As usual, Gessen nails it succinctly. Why does the U.S. deserve all that talent and hard work when it’s increasingly unwilling to reward it like it used to?
This is why I believe that real, rock-solid reforms to H-1B that dismantle the racism-fomenting and inequality-creating flaws that it has would be a good thing alongside broad reforms to immigration in general.
We need to reward the talent and hard work of those with H-1B visas by ensuring that when they come over here, they get work and pay that’s commensurate with their talents and they aren’t held hostage by a single employer. We need to reward the talent and hard work of people who go to college here in the U.S. by ensuring that, whether they’re a citizen or an immigrant coming here to study on a student visa, they are able to find a well-paying entry-level job that fits their degree. And we need to make sure that the H-1B holder and the person coming here on the student visa are able to get their green card, if they want it, in a reliable and reasonably fast process that lasts for weeks instead of months or years.
Frankly, speaking as an American, we really should be embracing anyone who, as @gracchus so eloquently puts it, wants to join Team USA. That goes for anybody, not just code warriors and engineers.
OK, maybe not Sebastian Gorka, he can fuck right off, but everybody who isn’t a pseudo-intellectual neo-Nazi.
When did it ever reward talent and hard work, rather than race (white) and gender (male). The rest of us have never been given a level playing field. Ever. Anyone who thinks that’s true is naive or maliciously ignorant. Or actively bigoted.
I’ve been thinking about this for a few days and think it fits here.
In Maine, lobster fishing is a seasonal job. They generally make good money. They are generally encouraged to apply for unemployment benefits in the “off season” and do so. I’ve never, ever heard anyone deriding them for that.
Teaching is generally seasonal. They are not encouraged or allowed to apply for unemployment benefits during the off season, but can opt to get their pay spread over the full year.

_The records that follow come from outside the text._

//! Remote cache service clients
//!
//! The service is a flat byte store keyed by a cache key's string form.

mod http;

use crate::{Error, Result};
use parking_lot::RwLock;
use std::collections::HashMap;
use std::sync::atomic::{AtomicBool, Ordering};

pub use http::{Auth, HttpCacheClient, RemoteSettings, DEFAULT_TIMEOUT_SECS};

/// Byte-level access to a remote cache service
pub trait RemoteCacheClient: Send + Sync {
    /// `Ok(None)` when the service has nothing under `key`
    fn get(&self, key: &str) -> Result<Option<Vec<u8>>>;

    fn put(&self, key: &str, data: Vec<u8>) -> Result<()>;
}

/// In-process cache service that can be switched offline
pub struct MemoryCacheClient {
    entries: RwLock<HashMap<String, Vec<u8>>>,
    online: AtomicBool,
}

impl Default for MemoryCacheClient {
    fn default() -> Self {
        MemoryCacheClient {
            entries: RwLock::new(HashMap::new()),
            online: AtomicBool::new(true),
        }
    }
}

impl MemoryCacheClient {
    pub fn new() -> Self {
        Self::default()
    }

    /// While offline every call fails with [`Error::Network`]
    pub fn set_online(&self, online: bool) {
        self.online.store(online, Ordering::SeqCst);
    }

    pub fn contains(&self, key: &str) -> bool {
        self.entries.read().contains_key(key)
    }

    pub fn len(&self) -> usize {
        self.entries.read().len()
    }

    pub fn is_empty(&self) -> bool {
        self.entries.read().is_empty()
    }

    fn check_online(&self) -> Result<()> {
        if self.online.load(Ordering::SeqCst) {
            Ok(())
        } else {
            Err(Error::Network("remote cache is offline".into()))
        }
    }
}

impl RemoteCacheClient for MemoryCacheClient {
    fn get(&self, key: &str) -> Result<Option<Vec<u8>>> {
        self.check_online()?;
        Ok(self.entries.read().get(key).cloned())
    }

    fn put(&self, key: &str, data: Vec<u8>) -> Result<()> {
        self.check_online()?;
        self.entries.write().insert(key.to_string(), data);
        Ok(())
    }
}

I know some professional ballet dancers in companies. That is also seasonal, they make good money, and they are encouraged to apply for unemployment benefits in the off season.
Large Midwestern farmers receive huge payouts every single year, yet I never hear them derided as “takers.”

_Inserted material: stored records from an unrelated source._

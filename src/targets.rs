//! Per-configuration projection of a checksum tree into cache-ready records

use crate::checksum::{RootChecksumHolder, TargetChecksumRecord};
use crate::model::{Checksum, ProductType};
use crate::{Error, Result};
use serde::{Deserialize, Serialize};
use std::collections::{BTreeMap, HashMap, HashSet};
use std::path::Path;

/// One target of a dependency closure, keyed for a specific build configuration
#[derive(Clone, Debug, PartialEq, Eq, Serialize, Deserialize)]
#[serde(rename_all = "camelCase")]
pub struct TargetInfo {
    pub target_name: String,
    pub product_name: String,
    pub product_type: ProductType,
    pub dependencies: Vec<String>,
    /// Target checksum mixed with the build-parameters checksum
    pub checksum: Checksum,
}

impl TargetInfo {
    fn new(record: &TargetChecksumRecord, build_parameters: &Checksum) -> Self {
        TargetInfo {
            target_name: record.name.clone(),
            product_name: record.product_name.clone(),
            product_type: record.product_type,
            dependencies: record.dependencies.clone(),
            checksum: record.checksum.add(build_parameters),
        }
    }
}

/// Checksum of a build configuration given as key/value parameters.
///
/// Keys are sorted, so the result does not depend on declaration order.
pub fn build_parameters_checksum(parameters: &BTreeMap<String, String>) -> Result<Checksum> {
    let canonical = serde_json::to_vec(parameters)?;
    Ok(Checksum::digest(&canonical))
}

/// Resolves [`TargetInfo`]s from a persisted checksum tree.
///
/// One checksum run serves any number of build configurations: each
/// configuration only mixes its own checksum into the stored target checksums.
pub struct TargetInfoProvider {
    checksum_holder: RootChecksumHolder,
}

impl TargetInfoProvider {
    pub fn new(checksum_holder: RootChecksumHolder) -> Self {
        TargetInfoProvider { checksum_holder }
    }

    pub fn load(path: impl AsRef<Path>) -> Result<Self> {
        Ok(Self::new(RootChecksumHolder::load(path)?))
    }

    pub fn checksum_holder(&self) -> &RootChecksumHolder {
        &self.checksum_holder
    }

    /// Persist the underlying checksum tree
    pub fn save_checksum(&self, path: impl AsRef<Path>) -> Result<()> {
        self.checksum_holder.save(path)
    }

    /// The transitive dependency closure of `target`, de-duplicated by name.
    ///
    /// Order is a pre-order walk of declared dependencies; the first occurrence
    /// of a target wins. The root itself is not included.
    pub fn dependencies(
        &self,
        target: &str,
        build_parameters: &Checksum,
    ) -> Result<Vec<TargetInfo>> {
        let index = self.checksum_holder.target_index();
        let root = index
            .get(target)
            .ok_or_else(|| Error::EmptyTargetChecksum {
                target_name: target.to_string(),
            })?;

        Ok(flatten(root, &index)
            .into_iter()
            .map(|record| TargetInfo::new(record, build_parameters))
            .collect())
    }

    /// The target producing `product_name`
    pub fn target_info(&self, product_name: &str, build_parameters: &Checksum) -> Result<TargetInfo> {
        self.checksum_holder
            .targets()
            .find(|t| t.product_name == product_name)
            .map(|record| TargetInfo::new(record, build_parameters))
            .ok_or_else(|| Error::EmptyProductChecksum {
                product_name: product_name.to_string(),
            })
    }
}

/// Dependency names are references into the document; unknown names are skipped
fn flatten<'a>(
    root: &'a TargetChecksumRecord,
    index: &HashMap<&str, &'a TargetChecksumRecord>,
) -> Vec<&'a TargetChecksumRecord> {
    let mut seen = HashSet::new();
    let mut result = Vec::new();
    let mut stack: Vec<&str> = root.dependencies.iter().rev().map(String::as_str).collect();

    while let Some(name) = stack.pop() {
        if !seen.insert(name) {
            continue;
        }
        if let Some(&record) = index.get(name) {
            result.push(record);
            stack.extend(record.dependencies.iter().rev().map(String::as_str));
        }
    }
    result
}

/// Narrows resolved targets down to what artifact integration needs
pub struct TargetInfoFilter<'a> {
    provider: &'a TargetInfoProvider,
}

impl<'a> TargetInfoFilter<'a> {
    pub fn new(provider: &'a TargetInfoProvider) -> Self {
        TargetInfoFilter { provider }
    }

    pub fn obtain_required_targets(
        &self,
        target_name: &str,
        build_parameters: &Checksum,
    ) -> Result<Vec<TargetInfo>> {
        self.provider.dependencies(target_name, build_parameters)
    }

    /// Bundles are carried inside the frameworks that use them and are not integrated on their own
    pub fn framework_target_infos(&self, target_infos: &[TargetInfo]) -> Vec<TargetInfo> {
        target_infos
            .iter()
            .filter(|info| !info.product_type.is_bundle())
            .cloned()
            .collect()
    }
}
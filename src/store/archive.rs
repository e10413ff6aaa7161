//! Single-payload encoding of an artifact tree
//!
//! Format:
//! ```text
//! [MAGIC: 8 bytes ("KILNART\0")]
//! [VERSION: 4 bytes (u32 LE)]
//! [BODY: zstd(bincode(Vec<ArchiveEntry>))]
//! ```
//!
//! Entries are listed in sorted path order, parents before children. A
//! single-file artifact is one file entry with an empty path.

use crate::{Error, Result};
use serde::{Deserialize, Serialize};
use std::collections::HashSet;
use std::fs;
use std::path::{Component, Path};
use walkdir::WalkDir;

pub const MAGIC: &[u8; 8] = b"KILNART\0";
pub const VERSION: u32 = 1;

const HEADER_SIZE: usize = 12;
const COMPRESSION_LEVEL: i32 = 3;

#[derive(Clone, Debug, PartialEq, Eq, Serialize, Deserialize)]
pub enum EntryKind {
    File { data: Vec<u8>, executable: bool },
    Dir,
    Symlink { target: String },
}

#[derive(Clone, Debug, PartialEq, Eq, Serialize, Deserialize)]
pub struct ArchiveEntry {
    /// `/`-separated, relative to the artifact root
    pub path: String,
    pub kind: EntryKind,
}

/// Pack the file or directory at `root`
pub fn pack(root: &Path) -> Result<Vec<u8>> {
    let entries = collect_entries(root)?;
    let body = bincode::serialize(&entries)?;
    let compressed = zstd::encode_all(body.as_slice(), COMPRESSION_LEVEL)?;

    let mut output = Vec::with_capacity(HEADER_SIZE + compressed.len());
    output.extend_from_slice(MAGIC);
    output.extend_from_slice(&VERSION.to_le_bytes());
    output.extend(compressed);
    Ok(output)
}

/// Decode a payload without touching the filesystem
pub fn decode(data: &[u8]) -> Result<Vec<ArchiveEntry>> {
    if data.len() < HEADER_SIZE {
        return Err(Error::Corruption(format!(
            "artifact payload too short: {} bytes",
            data.len()
        )));
    }
    if &data[0..8] != MAGIC {
        return Err(Error::Corruption("invalid artifact magic".into()));
    }
    let mut version = [0u8; 4];
    version.copy_from_slice(&data[8..12]);
    let version = u32::from_le_bytes(version);
    if version != VERSION {
        return Err(Error::Corruption(format!(
            "unsupported artifact version {}",
            version
        )));
    }

    let body = zstd::decode_all(&data[HEADER_SIZE..])
        .map_err(|e| Error::Corruption(format!("artifact body: {}", e)))?;
    let entries: Vec<ArchiveEntry> = bincode::deserialize(&body)
        .map_err(|e| Error::Corruption(format!("artifact entries: {}", e)))?;
    validate_entries(&entries)?;
    Ok(entries)
}

/// Recreate a packed artifact at `dest`, which must not exist yet
pub fn unpack(data: &[u8], dest: &Path) -> Result<()> {
    let entries = decode(data)?;

    if let [ArchiveEntry {
        path,
        kind: EntryKind::File { data: bytes, executable },
    }] = entries.as_slice()
    {
        if path.is_empty() {
            return write_file(dest, bytes, *executable);
        }
    }

    fs::create_dir_all(dest).map_err(|e| Error::storage(dest, e))?;
    for entry in &entries {
        if entry.path.is_empty() {
            return Err(Error::Corruption("root entry inside a directory artifact".into()));
        }
        let target = dest.join(&entry.path);
        match &entry.kind {
            EntryKind::Dir => fs::create_dir_all(&target).map_err(|e| Error::storage(&target, e))?,
            EntryKind::File { data, executable } => write_file(&target, data, *executable)?,
            EntryKind::Symlink { target: link } => make_symlink(link, &target)?,
        }
    }
    Ok(())
}

fn collect_entries(root: &Path) -> Result<Vec<ArchiveEntry>> {
    let meta = fs::symlink_metadata(root).map_err(|e| match e.kind() {
        std::io::ErrorKind::NotFound => Error::FileDoesntExist {
            path: root.to_path_buf(),
        },
        _ => Error::storage(root, e),
    })?;
    if !meta.is_dir() {
        return Ok(vec![ArchiveEntry {
            path: String::new(),
            kind: read_entry(root, &meta)?,
        }]);
    }

    let mut entries = Vec::new();
    for entry in WalkDir::new(root)
        .min_depth(1)
        .follow_links(false)
        .sort_by_file_name()
    {
        let entry = entry.map_err(|e| Error::storage(root, e.into()))?;
        let relative = entry
            .path()
            .strip_prefix(root)
            .map_err(|e| Error::Corruption(e.to_string()))?;
        let path = relative
            .components()
            .map(|c| c.as_os_str().to_string_lossy())
            .collect::<Vec<_>>()
            .join("/");
        let meta = entry
            .path()
            .symlink_metadata()
            .map_err(|e| Error::storage(entry.path(), e))?;
        entries.push(ArchiveEntry {
            path,
            kind: read_entry(entry.path(), &meta)?,
        });
    }
    Ok(entries)
}

fn read_entry(path: &Path, meta: &fs::Metadata) -> Result<EntryKind> {
    if meta.file_type().is_symlink() {
        let target = fs::read_link(path).map_err(|e| Error::storage(path, e))?;
        return Ok(EntryKind::Symlink {
            target: target.to_string_lossy().into_owned(),
        });
    }
    if meta.is_dir() {
        return Ok(EntryKind::Dir);
    }
    let data = fs::read(path).map_err(|e| Error::storage(path, e))?;
    Ok(EntryKind::File {
        data,
        executable: is_executable(meta),
    })
}

/// Everything an archive writes must land inside the artifact root: entry
/// paths are plain relative paths, symlinks point inside the tree without
/// `..`, and nothing is written beneath a symlink.
fn validate_entries(entries: &[ArchiveEntry]) -> Result<()> {
    let mut seen = HashSet::new();
    let mut links = HashSet::new();
    for entry in entries {
        validate_path(&entry.path)?;
        if !seen.insert(entry.path.as_str()) {
            return Err(Error::Corruption(format!("duplicate entry path: {}", entry.path)));
        }
        if let EntryKind::Symlink { target } = &entry.kind {
            validate_link_target(&entry.path, target)?;
            links.insert(Path::new(&entry.path));
        }
    }

    for entry in entries {
        let beneath_link = Path::new(&entry.path)
            .ancestors()
            .skip(1)
            .any(|ancestor| links.contains(ancestor));
        if beneath_link {
            return Err(Error::Corruption(format!(
                "entry beneath a symlink: {}",
                entry.path
            )));
        }
    }
    Ok(())
}

fn validate_path(path: &str) -> Result<()> {
    let ok = Path::new(path)
        .components()
        .all(|c| matches!(c, Component::Normal(_)));
    if ok {
        Ok(())
    } else {
        Err(Error::Corruption(format!("unsafe entry path: {}", path)))
    }
}

fn validate_link_target(path: &str, target: &str) -> Result<()> {
    let ok = !target.is_empty()
        && Path::new(target)
            .components()
            .all(|c| matches!(c, Component::Normal(_) | Component::CurDir));
    if ok {
        Ok(())
    } else {
        Err(Error::Corruption(format!(
            "unsafe symlink target: {} -> {}",
            path, target
        )))
    }
}

fn write_file(path: &Path, data: &[u8], executable: bool) -> Result<()> {
    if let Some(parent) = path.parent() {
        fs::create_dir_all(parent).map_err(|e| Error::storage(parent, e))?;
    }
    fs::write(path, data).map_err(|e| Error::storage(path, e))?;
    if executable {
        set_executable(path)?;
    }
    Ok(())
}

#[cfg(unix)]
fn is_executable(meta: &fs::Metadata) -> bool {
    use std::os::unix::fs::PermissionsExt;
    meta.permissions().mode() & 0o111 != 0
}

#[cfg(not(unix))]
fn is_executable(_meta: &fs::Metadata) -> bool {
    false
}

#[cfg(unix)]
fn set_executable(path: &Path) -> Result<()> {
    use std::os::unix::fs::PermissionsExt;
    let mut perms = fs::metadata(path)
        .map_err(|e| Error::storage(path, e))?
        .permissions();
    perms.set_mode(perms.mode() | 0o755);
    fs::set_permissions(path, perms).map_err(|e| Error::storage(path, e))
}

#[cfg(not(unix))]
fn set_executable(_path: &Path) -> Result<()> {
    Ok(())
}

#[cfg(unix)]
pub(crate) fn make_symlink(target: &str, link: &Path) -> Result<()> {
    std::os::unix::fs::symlink(target, link).map_err(|e| Error::storage(link, e))
}

#[cfg(not(unix))]
pub(crate) fn make_symlink(target: &str, link: &Path) -> Result<()> {
    tracing::warn!(path = ?link, target, "symlinks unsupported on this platform, skipping");
    Ok(())
}
//! # kiln_cache
//!
//! A content-addressed cache for the build products of a modular target graph.
//!
//! Every target gets a Merkle checksum folded from its own files and the
//! checksums of everything it depends on, so a target's key changes exactly
//! when something able to affect its output changes. The keys address
//! build products in a local cache, optionally backed by a shared remote one.
//!
//! ## Core Concepts
//!
//! - **Checksums**: BLAKE3 digests of file content, combined bottom-up through the graph
//! - **Checksum trees**: The persisted result of a run, one record per target
//! - **Target infos**: A root target's dependency closure keyed for one build configuration
//! - **Storage**: Local, remote and mixed backends behind one lookup/store interface
//!
//! ## Example
//!
//! ```ignore
//! use kiln_cache::{FsChecksumProducer, ProjectChecksumCalculator, ProjectGraph};
//!
//! let graph = ProjectGraph::load("graph.json")?;
//! let tree = ProjectChecksumCalculator::new(FsChecksumProducer::new()).calculate(&graph)?;
//! tree.save("checksums.json")?;
//! ```

pub mod checksum;
pub mod config;
pub mod graph;
pub mod model;
pub mod remote;
pub mod store;
pub mod targets;
pub mod tree;

mod error;

pub use checksum::{
    ChecksumCache, FileChecksumHolder, FileChecksumProducer, FsChecksumProducer,
    ProjectChecksumCalculator, ProjectChecksumHolder, RootChecksumHolder, TargetChecksumBuilder,
    TargetChecksumHolder, TargetChecksumRecord,
};
pub use config::CacheConfig;
pub use error::{Error, ErrorCategory, Result};
pub use graph::{ProjectDescriptor, ProjectGraph, TargetDescriptor};
pub use model::{Checksum, ProductType};
pub use remote::{Auth, HttpCacheClient, MemoryCacheClient, RemoteCacheClient, RemoteSettings};
pub use store::{
    BuildProductCacheKey, BuildProductCacheStorage, BuildProductCacheValue,
    LocalBuildProductCacheStorage, MixedBuildProductCacheStorage, RemoteBuildProductCacheStorage,
};
pub use targets::{build_parameters_checksum, TargetInfo, TargetInfoFilter, TargetInfoProvider};
pub use tree::{diff, render_diff, DiffChange, DiffNode, TreeNode, TreeNodeConvertible};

Yet the single working mom at the grocery story spending her $125 monthly SNAP benefits is the real problem.
There’s definitely a pattern in the races and class levels of these scenarios and how society treats them, and (aside from ballet, maybe) gender.
Indeed. Most people have been blinded by ideology and the propaganda that promulgates it to abusive inequities that should instead be stunningly obvious, and probably are to some outsiders.